+++ Stored data
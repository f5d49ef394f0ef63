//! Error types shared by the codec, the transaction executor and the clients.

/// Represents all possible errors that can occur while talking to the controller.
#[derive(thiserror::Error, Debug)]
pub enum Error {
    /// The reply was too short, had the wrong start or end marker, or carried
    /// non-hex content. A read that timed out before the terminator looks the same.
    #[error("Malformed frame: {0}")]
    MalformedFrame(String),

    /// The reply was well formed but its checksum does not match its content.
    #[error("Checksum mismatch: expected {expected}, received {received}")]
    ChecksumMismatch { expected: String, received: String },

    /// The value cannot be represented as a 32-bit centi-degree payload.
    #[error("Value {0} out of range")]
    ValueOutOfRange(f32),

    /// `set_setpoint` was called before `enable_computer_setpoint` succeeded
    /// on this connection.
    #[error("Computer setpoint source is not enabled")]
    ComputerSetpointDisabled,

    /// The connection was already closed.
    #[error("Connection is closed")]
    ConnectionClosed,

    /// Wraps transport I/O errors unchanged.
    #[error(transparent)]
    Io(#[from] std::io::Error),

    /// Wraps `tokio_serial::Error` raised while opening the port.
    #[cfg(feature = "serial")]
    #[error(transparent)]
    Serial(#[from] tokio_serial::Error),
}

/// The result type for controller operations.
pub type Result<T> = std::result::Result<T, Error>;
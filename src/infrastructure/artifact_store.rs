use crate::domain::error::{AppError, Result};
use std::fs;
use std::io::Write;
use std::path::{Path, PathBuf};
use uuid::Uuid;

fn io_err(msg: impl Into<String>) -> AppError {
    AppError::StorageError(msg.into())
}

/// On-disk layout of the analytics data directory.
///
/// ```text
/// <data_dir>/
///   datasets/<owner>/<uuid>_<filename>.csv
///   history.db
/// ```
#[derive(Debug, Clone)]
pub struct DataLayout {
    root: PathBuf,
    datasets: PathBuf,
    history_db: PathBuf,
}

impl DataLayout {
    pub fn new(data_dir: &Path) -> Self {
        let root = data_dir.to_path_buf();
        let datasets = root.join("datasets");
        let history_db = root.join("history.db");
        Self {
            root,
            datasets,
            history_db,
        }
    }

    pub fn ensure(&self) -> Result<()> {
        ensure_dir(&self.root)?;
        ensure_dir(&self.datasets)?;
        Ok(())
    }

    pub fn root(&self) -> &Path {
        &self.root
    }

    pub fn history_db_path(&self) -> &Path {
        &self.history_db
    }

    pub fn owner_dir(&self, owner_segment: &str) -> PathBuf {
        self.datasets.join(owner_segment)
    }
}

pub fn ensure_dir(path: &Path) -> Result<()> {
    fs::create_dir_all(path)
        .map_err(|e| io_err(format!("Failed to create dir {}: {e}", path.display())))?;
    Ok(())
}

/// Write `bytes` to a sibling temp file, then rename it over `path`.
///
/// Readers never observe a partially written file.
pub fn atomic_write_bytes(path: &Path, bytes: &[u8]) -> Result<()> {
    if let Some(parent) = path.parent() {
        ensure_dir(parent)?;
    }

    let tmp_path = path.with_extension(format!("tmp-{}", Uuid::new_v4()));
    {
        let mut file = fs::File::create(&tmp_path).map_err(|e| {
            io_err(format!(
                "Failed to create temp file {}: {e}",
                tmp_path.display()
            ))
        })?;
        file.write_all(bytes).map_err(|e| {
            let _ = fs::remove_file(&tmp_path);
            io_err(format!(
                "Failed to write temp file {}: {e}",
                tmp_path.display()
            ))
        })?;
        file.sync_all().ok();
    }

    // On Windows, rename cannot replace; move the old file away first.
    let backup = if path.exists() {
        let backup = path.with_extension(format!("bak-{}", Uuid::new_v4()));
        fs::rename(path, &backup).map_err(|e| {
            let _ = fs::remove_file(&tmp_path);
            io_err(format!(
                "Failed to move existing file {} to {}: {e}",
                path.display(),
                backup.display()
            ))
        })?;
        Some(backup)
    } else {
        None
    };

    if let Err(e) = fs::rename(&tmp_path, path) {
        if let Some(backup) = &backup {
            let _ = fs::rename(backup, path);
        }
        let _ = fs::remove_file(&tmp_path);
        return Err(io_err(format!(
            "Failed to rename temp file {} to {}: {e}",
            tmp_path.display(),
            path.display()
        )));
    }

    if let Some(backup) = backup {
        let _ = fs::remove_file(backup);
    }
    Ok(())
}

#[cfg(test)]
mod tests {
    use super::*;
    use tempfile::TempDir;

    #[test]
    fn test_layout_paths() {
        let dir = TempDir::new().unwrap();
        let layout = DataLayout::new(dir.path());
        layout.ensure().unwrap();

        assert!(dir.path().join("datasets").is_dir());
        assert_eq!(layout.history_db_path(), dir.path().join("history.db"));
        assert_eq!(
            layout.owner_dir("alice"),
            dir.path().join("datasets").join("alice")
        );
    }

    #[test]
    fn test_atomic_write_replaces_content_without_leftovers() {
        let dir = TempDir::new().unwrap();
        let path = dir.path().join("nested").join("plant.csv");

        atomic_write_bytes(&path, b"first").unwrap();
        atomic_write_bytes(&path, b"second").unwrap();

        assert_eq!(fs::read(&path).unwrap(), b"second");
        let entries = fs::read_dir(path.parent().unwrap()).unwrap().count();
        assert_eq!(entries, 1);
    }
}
++++++
» The problem:
The response consists of the lines above that contain "display".

» Response to this exercise:
        .map_err(|e| io_err(format!("Failed to create dir {}: {e}", path.display())))?;
                tmp_path.display()
                tmp_path.display()
                path.display(),
                backup.display()
            tmp_path.display(),
            path.display()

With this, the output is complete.